** Opening DATA RECORDS block **

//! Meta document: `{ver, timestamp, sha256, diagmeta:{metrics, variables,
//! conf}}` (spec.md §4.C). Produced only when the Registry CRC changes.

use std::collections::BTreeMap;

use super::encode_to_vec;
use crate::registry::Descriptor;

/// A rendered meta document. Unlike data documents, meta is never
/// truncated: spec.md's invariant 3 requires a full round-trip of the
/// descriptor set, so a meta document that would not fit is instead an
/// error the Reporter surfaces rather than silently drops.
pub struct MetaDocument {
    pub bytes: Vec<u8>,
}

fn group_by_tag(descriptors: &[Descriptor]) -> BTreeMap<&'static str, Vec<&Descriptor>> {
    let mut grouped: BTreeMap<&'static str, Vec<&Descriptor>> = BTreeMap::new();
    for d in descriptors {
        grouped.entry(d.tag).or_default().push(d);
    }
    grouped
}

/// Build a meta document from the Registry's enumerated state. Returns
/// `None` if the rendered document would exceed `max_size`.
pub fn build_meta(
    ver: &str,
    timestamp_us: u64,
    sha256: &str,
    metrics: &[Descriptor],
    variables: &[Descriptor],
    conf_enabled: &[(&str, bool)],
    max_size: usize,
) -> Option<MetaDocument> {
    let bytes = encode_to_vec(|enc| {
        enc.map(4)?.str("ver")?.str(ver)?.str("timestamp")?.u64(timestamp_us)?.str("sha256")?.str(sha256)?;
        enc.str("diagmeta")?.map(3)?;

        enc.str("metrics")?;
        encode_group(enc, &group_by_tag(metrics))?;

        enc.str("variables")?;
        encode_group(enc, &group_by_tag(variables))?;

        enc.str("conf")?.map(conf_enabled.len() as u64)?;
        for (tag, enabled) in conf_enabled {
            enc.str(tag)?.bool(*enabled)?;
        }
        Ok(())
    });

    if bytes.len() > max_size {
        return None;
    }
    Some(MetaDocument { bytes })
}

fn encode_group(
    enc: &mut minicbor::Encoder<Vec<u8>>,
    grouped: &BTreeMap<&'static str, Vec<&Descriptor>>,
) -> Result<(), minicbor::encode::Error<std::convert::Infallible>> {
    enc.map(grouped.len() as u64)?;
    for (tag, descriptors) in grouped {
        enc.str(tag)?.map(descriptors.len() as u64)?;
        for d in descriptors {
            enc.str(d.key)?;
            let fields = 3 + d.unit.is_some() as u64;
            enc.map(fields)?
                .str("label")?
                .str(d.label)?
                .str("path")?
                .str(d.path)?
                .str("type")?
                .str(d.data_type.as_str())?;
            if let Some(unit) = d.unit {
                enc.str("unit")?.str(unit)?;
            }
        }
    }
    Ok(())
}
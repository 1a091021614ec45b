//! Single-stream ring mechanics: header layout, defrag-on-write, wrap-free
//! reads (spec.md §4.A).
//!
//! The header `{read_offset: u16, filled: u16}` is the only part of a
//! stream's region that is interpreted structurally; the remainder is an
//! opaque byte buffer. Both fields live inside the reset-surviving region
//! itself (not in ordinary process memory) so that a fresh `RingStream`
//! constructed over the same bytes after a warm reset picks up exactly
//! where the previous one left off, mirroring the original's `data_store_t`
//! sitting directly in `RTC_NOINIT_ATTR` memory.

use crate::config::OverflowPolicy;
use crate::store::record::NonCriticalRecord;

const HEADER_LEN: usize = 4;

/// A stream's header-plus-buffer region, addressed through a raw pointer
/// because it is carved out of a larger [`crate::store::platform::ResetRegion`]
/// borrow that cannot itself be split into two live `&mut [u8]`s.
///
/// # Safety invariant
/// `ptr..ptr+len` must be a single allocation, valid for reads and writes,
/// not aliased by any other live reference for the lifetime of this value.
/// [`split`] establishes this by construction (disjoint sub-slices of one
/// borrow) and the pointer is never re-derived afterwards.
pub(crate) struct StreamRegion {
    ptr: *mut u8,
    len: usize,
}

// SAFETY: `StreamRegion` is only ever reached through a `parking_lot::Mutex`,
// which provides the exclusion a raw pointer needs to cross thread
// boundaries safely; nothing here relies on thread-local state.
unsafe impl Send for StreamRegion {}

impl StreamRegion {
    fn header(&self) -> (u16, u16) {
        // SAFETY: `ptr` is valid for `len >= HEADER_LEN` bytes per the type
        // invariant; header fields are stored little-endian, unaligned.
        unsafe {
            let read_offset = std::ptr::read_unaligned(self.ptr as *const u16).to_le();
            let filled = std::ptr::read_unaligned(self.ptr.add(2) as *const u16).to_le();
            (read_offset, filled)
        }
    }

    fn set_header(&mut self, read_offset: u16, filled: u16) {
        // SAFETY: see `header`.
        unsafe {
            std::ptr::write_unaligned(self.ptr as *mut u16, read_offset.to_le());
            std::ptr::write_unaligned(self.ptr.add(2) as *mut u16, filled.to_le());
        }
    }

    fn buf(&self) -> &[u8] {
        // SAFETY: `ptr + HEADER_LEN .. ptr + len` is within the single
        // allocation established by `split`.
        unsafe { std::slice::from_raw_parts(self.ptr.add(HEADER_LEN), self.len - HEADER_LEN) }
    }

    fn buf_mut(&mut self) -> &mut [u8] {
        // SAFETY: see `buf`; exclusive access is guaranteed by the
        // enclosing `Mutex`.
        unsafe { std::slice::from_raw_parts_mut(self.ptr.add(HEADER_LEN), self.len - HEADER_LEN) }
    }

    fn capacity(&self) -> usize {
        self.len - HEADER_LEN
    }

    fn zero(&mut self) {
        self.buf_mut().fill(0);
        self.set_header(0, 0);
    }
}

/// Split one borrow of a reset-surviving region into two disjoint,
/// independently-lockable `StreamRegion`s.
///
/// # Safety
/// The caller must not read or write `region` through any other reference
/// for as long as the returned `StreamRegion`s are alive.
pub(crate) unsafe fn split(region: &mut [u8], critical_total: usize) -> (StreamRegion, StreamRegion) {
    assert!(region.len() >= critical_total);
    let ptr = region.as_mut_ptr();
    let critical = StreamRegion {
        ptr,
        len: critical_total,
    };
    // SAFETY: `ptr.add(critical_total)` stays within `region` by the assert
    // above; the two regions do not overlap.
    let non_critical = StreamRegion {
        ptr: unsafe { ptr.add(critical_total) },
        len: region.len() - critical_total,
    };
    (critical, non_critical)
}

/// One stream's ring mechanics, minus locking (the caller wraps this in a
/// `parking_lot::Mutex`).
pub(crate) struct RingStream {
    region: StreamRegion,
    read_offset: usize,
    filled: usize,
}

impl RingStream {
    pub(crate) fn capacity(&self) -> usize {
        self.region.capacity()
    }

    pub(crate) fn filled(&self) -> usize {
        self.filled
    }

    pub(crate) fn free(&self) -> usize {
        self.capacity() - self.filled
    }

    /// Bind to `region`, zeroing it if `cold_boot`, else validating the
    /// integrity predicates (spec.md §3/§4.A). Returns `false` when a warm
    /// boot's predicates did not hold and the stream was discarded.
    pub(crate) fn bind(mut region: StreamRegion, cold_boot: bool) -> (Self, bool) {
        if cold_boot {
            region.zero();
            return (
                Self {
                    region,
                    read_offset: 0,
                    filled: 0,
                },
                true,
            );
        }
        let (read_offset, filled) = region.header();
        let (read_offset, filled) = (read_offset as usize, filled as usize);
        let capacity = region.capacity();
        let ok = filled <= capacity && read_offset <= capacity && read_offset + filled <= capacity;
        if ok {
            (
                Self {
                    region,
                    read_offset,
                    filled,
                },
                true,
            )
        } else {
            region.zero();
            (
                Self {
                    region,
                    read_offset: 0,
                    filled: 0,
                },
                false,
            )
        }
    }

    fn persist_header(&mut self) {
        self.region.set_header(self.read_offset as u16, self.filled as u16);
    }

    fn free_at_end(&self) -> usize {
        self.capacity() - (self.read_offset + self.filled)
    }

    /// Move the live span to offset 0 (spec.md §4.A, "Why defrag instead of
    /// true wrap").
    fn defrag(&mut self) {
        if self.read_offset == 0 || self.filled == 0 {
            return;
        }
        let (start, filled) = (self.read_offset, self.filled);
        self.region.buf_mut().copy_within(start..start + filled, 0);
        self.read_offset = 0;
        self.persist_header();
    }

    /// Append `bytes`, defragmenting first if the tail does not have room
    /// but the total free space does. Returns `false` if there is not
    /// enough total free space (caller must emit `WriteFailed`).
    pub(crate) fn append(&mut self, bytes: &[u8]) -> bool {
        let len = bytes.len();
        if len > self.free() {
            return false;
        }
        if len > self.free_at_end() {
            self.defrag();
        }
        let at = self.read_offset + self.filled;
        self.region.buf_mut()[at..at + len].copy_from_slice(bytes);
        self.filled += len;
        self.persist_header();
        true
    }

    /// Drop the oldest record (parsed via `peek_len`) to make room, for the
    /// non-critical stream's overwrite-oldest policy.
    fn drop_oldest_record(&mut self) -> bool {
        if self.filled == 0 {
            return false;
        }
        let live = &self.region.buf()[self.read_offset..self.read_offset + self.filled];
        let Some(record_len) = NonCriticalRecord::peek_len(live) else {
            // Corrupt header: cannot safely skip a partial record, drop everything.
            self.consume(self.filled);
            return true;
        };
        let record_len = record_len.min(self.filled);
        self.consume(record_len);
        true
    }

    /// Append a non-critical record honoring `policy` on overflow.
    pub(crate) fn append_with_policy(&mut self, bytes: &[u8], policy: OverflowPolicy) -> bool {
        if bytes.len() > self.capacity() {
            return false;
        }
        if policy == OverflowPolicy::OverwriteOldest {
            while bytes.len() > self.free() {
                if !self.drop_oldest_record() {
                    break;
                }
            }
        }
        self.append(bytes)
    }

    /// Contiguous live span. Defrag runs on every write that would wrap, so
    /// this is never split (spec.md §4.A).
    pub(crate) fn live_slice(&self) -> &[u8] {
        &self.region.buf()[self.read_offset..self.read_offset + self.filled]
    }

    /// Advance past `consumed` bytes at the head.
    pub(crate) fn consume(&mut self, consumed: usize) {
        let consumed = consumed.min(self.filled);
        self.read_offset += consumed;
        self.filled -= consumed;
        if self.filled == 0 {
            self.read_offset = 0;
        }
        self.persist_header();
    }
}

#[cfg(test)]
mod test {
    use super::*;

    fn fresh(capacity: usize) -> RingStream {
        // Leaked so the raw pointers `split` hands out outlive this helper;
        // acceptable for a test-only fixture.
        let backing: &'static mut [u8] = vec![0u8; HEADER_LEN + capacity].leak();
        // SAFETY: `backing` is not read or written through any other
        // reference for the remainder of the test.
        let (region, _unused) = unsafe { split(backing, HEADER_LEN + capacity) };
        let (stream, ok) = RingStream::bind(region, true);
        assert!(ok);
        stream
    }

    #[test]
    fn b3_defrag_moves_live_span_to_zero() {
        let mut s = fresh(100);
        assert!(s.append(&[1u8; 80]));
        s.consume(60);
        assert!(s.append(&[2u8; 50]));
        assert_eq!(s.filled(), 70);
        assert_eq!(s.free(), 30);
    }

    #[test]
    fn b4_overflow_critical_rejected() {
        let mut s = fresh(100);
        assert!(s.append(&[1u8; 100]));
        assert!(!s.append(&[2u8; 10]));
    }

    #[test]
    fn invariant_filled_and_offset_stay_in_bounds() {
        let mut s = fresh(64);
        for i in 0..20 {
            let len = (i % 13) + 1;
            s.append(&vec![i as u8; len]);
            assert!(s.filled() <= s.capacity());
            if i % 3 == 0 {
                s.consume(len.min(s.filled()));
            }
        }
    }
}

** Closing DATA RECORDS block **

■ ACTIVITY
Look through the material above for the string "descriptors" and copy each line that has it.

■ EXPECTED ANSWER
fn group_by_tag(descriptors: &[Descriptor]) -> BTreeMap<&'static str, Vec<&Descriptor>> {
    for d in descriptors {
    for (tag, descriptors) in grouped {
        enc.str(tag)?.map(descriptors.len() as u64)?;
        for d in descriptors {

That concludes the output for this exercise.